Saved data entries —

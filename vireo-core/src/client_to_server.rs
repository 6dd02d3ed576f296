/// Which connection state a command needs.
#[derive(Debug, Clone, Copy, PartialEq, Eq, PartialOrd, Ord)]
pub(crate) enum Access {
    /// Accepted before the password check.
    Open,
    Authenticated,
    Registered,
}

#[derive(Debug)]
pub(crate) enum Message<'m> {
    Pass(&'m [u8]),
    Cap,
    Protoctl,
    Pong,
    Nick(&'m [u8]),
    User(&'m [u8], &'m [u8]),
    Ping(&'m [u8]),
    Quit(Option<&'m [u8]>),
    Join(Vec<&'m str>, Vec<&'m str>),
    Part(Vec<&'m str>, Option<&'m [u8]>),
    PrivMsg(&'m str, &'m [u8]),
    Notice(&'m str, &'m [u8]),
    Who(&'m str),
    List,
    Ison(Vec<&'m str>),
    GetTopic(&'m str),
    SetTopic(&'m str, &'m [u8]),
    AskModeChannel(&'m str),
    ChangeModeChannel(&'m str, &'m str, Vec<&'m str>),
    Kick(&'m str, &'m str, Option<&'m [u8]>),
    Invite(&'m str, &'m str),
    Oper(&'m [u8], &'m [u8]),
}

#[derive(Debug)]
pub(crate) enum MessageDecodingError {
    CannotDecodeUtf8 { command: &'static str },
    NotEnoughParameters { command: &'static str },
    NoTextToSend {},
    SilentError {},
}

fn str2<'a>(command: &'static str, s: &'a [u8]) -> Result<&'a str, MessageDecodingError> {
    std::str::from_utf8(s).map_err(|_| MessageDecodingError::CannotDecodeUtf8 { command })
}

fn param<'m>(
    message: &vireo_parser::Message<'m>,
    command: &'static str,
    index: usize,
) -> Result<&'m [u8], MessageDecodingError> {
    message
        .parameter(index)
        .ok_or(MessageDecodingError::NotEnoughParameters { command })
}

fn param_str<'m>(
    message: &vireo_parser::Message<'m>,
    command: &'static str,
    index: usize,
) -> Result<&'m str, MessageDecodingError> {
    str2(command, param(message, command, index)?)
}

fn comma_list<'m>(
    command: &'static str,
    list: &'m [u8],
) -> Result<Vec<&'m str>, MessageDecodingError> {
    list.split(|&c| c == b',')
        .filter(|s| !s.is_empty())
        .map(|s| str2(command, s))
        .collect()
}

fn handle_pass<'m>(
    message: &vireo_parser::Message<'m>,
    command: &'static str,
) -> Result<Message<'m>, MessageDecodingError> {
    Ok(Message::Pass(param(message, command, 0)?))
}

fn handle_cap<'m>(
    _message: &vireo_parser::Message<'m>,
    _command: &'static str,
) -> Result<Message<'m>, MessageDecodingError> {
    // capability negotiation is not supported, the request is ignored
    Ok(Message::Cap)
}

fn handle_protoctl<'m>(
    _message: &vireo_parser::Message<'m>,
    _command: &'static str,
) -> Result<Message<'m>, MessageDecodingError> {
    Ok(Message::Protoctl)
}

fn handle_pong<'m>(
    _message: &vireo_parser::Message<'m>,
    _command: &'static str,
) -> Result<Message<'m>, MessageDecodingError> {
    Ok(Message::Pong)
}

fn handle_nick<'m>(
    message: &vireo_parser::Message<'m>,
    command: &'static str,
) -> Result<Message<'m>, MessageDecodingError> {
    Ok(Message::Nick(param(message, command, 0)?))
}

// USER <username> <mode> <unused> :<realname>
fn handle_user<'m>(
    message: &vireo_parser::Message<'m>,
    command: &'static str,
) -> Result<Message<'m>, MessageDecodingError> {
    let username = param(message, command, 0)?;
    let realname = param(message, command, 3)?;
    Ok(Message::User(username, realname))
}

fn handle_ping<'m>(
    message: &vireo_parser::Message<'m>,
    command: &'static str,
) -> Result<Message<'m>, MessageDecodingError> {
    Ok(Message::Ping(param(message, command, 0)?))
}

fn handle_quit<'m>(
    message: &vireo_parser::Message<'m>,
    _command: &'static str,
) -> Result<Message<'m>, MessageDecodingError> {
    Ok(Message::Quit(message.first_parameter()))
}

fn handle_join<'m>(
    message: &vireo_parser::Message<'m>,
    command: &'static str,
) -> Result<Message<'m>, MessageDecodingError> {
    let channels = comma_list(command, param(message, command, 0)?)?;
    if channels.is_empty() {
        return Err(MessageDecodingError::NotEnoughParameters { command });
    }

    // keys are positional: an empty entry means no key for that channel
    let keys = match message.parameter(1) {
        Some(keys) => keys
            .split(|&c| c == b',')
            .map(|s| str2(command, s))
            .collect::<Result<Vec<_>, _>>()?,
        None => vec![],
    };
    Ok(Message::Join(channels, keys))
}

fn handle_part<'m>(
    message: &vireo_parser::Message<'m>,
    command: &'static str,
) -> Result<Message<'m>, MessageDecodingError> {
    let channels = comma_list(command, param(message, command, 0)?)?;
    if channels.is_empty() {
        return Err(MessageDecodingError::NotEnoughParameters { command });
    }
    Ok(Message::Part(channels, message.parameter(1)))
}

fn handle_privmsg<'m>(
    message: &vireo_parser::Message<'m>,
    command: &'static str,
) -> Result<Message<'m>, MessageDecodingError> {
    let target = param_str(message, command, 0)?;
    let content = message
        .parameter(1)
        .filter(|content| !content.is_empty())
        .ok_or(MessageDecodingError::NoTextToSend {})?;
    Ok(Message::PrivMsg(target, content))
}

fn handle_notice<'m>(
    message: &vireo_parser::Message<'m>,
    _command: &'static str,
) -> Result<Message<'m>, MessageDecodingError> {
    let target = message
        .first_parameter()
        .and_then(|target| std::str::from_utf8(target).ok())
        .ok_or(MessageDecodingError::SilentError {})?;
    let content = message
        .parameter(1)
        .filter(|content| !content.is_empty())
        .ok_or(MessageDecodingError::SilentError {})?;
    Ok(Message::Notice(target, content))
}

fn handle_who<'m>(
    message: &vireo_parser::Message<'m>,
    command: &'static str,
) -> Result<Message<'m>, MessageDecodingError> {
    Ok(Message::Who(param_str(message, command, 0)?))
}

fn handle_list<'m>(
    _message: &vireo_parser::Message<'m>,
    _command: &'static str,
) -> Result<Message<'m>, MessageDecodingError> {
    // channel and condition filters are not supported, every channel is listed
    Ok(Message::List)
}

fn handle_ison<'m>(
    message: &vireo_parser::Message<'m>,
    command: &'static str,
) -> Result<Message<'m>, MessageDecodingError> {
    // the tokens may be spread over several parameters or packed in the trailing one
    let mut tokens = vec![];
    for &p in message.parameters().iter() {
        for token in p.split(|&c| c == b' ').filter(|s| !s.is_empty()) {
            tokens.push(str2(command, token)?);
        }
    }
    if tokens.is_empty() {
        return Err(MessageDecodingError::NotEnoughParameters { command });
    }
    Ok(Message::Ison(tokens))
}

fn handle_topic<'m>(
    message: &vireo_parser::Message<'m>,
    command: &'static str,
) -> Result<Message<'m>, MessageDecodingError> {
    let channel = param_str(message, command, 0)?;
    let msg = match message.parameter(1) {
        Some(content) => Message::SetTopic(channel, content),
        None => Message::GetTopic(channel),
    };
    Ok(msg)
}

fn handle_mode<'m>(
    message: &vireo_parser::Message<'m>,
    command: &'static str,
) -> Result<Message<'m>, MessageDecodingError> {
    let target = param_str(message, command, 0)?;

    let Some(changes) = message.parameter(1) else {
        return Ok(Message::AskModeChannel(target));
    };
    let changes = str2(command, changes)?;
    let arguments = message
        .parameters()
        .iter()
        .skip(2)
        .map(|&p| str2(command, p))
        .collect::<Result<Vec<_>, _>>()?;
    Ok(Message::ChangeModeChannel(target, changes, arguments))
}

fn handle_kick<'m>(
    message: &vireo_parser::Message<'m>,
    command: &'static str,
) -> Result<Message<'m>, MessageDecodingError> {
    let channel = param_str(message, command, 0)?;
    let nickname = param_str(message, command, 1)?;
    Ok(Message::Kick(channel, nickname, message.parameter(2)))
}

fn handle_invite<'m>(
    message: &vireo_parser::Message<'m>,
    command: &'static str,
) -> Result<Message<'m>, MessageDecodingError> {
    let nickname = param_str(message, command, 0)?;
    let channel = param_str(message, command, 1)?;
    Ok(Message::Invite(nickname, channel))
}

fn handle_oper<'m>(
    message: &vireo_parser::Message<'m>,
    command: &'static str,
) -> Result<Message<'m>, MessageDecodingError> {
    let username = param(message, command, 0)?;
    let password = param(message, command, 1)?;
    Ok(Message::Oper(username, password))
}

type Handler = for<'m> fn(
    &vireo_parser::Message<'m>,
    &'static str,
) -> Result<Message<'m>, MessageDecodingError>;

/// Entry of the command table.
pub(crate) struct CommandSpec {
    pub(crate) name: &'static str,
    pub(crate) min_params: usize,
    pub(crate) access: Access,
    handler: Handler,
}

impl CommandSpec {
    const fn new(name: &'static str, min_params: usize, access: Access, handler: Handler) -> Self {
        Self {
            name,
            min_params,
            access,
            handler,
        }
    }

    pub(crate) fn decode<'m>(
        &self,
        message: &vireo_parser::Message<'m>,
    ) -> Result<Message<'m>, MessageDecodingError> {
        if message.parameters().len() < self.min_params {
            return Err(MessageDecodingError::NotEnoughParameters { command: self.name });
        }
        (self.handler)(message, self.name)
    }
}

// verbs are matched exactly, case included
static REGISTRY: phf::Map<&'static str, CommandSpec> = phf::phf_map! {
    "PASS" => CommandSpec::new("PASS", 1, Access::Open, handle_pass),
    "CAP" => CommandSpec::new("CAP", 0, Access::Open, handle_cap),
    "PROTOCTL" => CommandSpec::new("PROTOCTL", 0, Access::Open, handle_protoctl),
    "PONG" => CommandSpec::new("PONG", 0, Access::Open, handle_pong),
    "NICK" => CommandSpec::new("NICK", 1, Access::Authenticated, handle_nick),
    "USER" => CommandSpec::new("USER", 4, Access::Authenticated, handle_user),
    "PING" => CommandSpec::new("PING", 1, Access::Authenticated, handle_ping),
    "QUIT" => CommandSpec::new("QUIT", 0, Access::Authenticated, handle_quit),
    "JOIN" => CommandSpec::new("JOIN", 1, Access::Registered, handle_join),
    "PART" => CommandSpec::new("PART", 1, Access::Registered, handle_part),
    "PRIVMSG" => CommandSpec::new("PRIVMSG", 1, Access::Registered, handle_privmsg),
    "NOTICE" => CommandSpec::new("NOTICE", 0, Access::Registered, handle_notice),
    "WHO" => CommandSpec::new("WHO", 1, Access::Registered, handle_who),
    "LIST" => CommandSpec::new("LIST", 0, Access::Registered, handle_list),
    "ISON" => CommandSpec::new("ISON", 1, Access::Registered, handle_ison),
    "TOPIC" => CommandSpec::new("TOPIC", 1, Access::Registered, handle_topic),
    "MODE" => CommandSpec::new("MODE", 1, Access::Registered, handle_mode),
    "KICK" => CommandSpec::new("KICK", 2, Access::Registered, handle_kick),
    "INVITE" => CommandSpec::new("INVITE", 2, Access::Registered, handle_invite),
    "OPER" => CommandSpec::new("OPER", 2, Access::Registered, handle_oper),
};

pub(crate) fn lookup(command: &[u8]) -> Option<&'static CommandSpec> {
    let command = std::str::from_utf8(command).ok()?;
    REGISTRY.get(command)
}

WHAT YOU SHOULD DO — Your answer must be a single number: how many lines of the entries above contain the string "usize".

RESULT OF THIS TASK — 4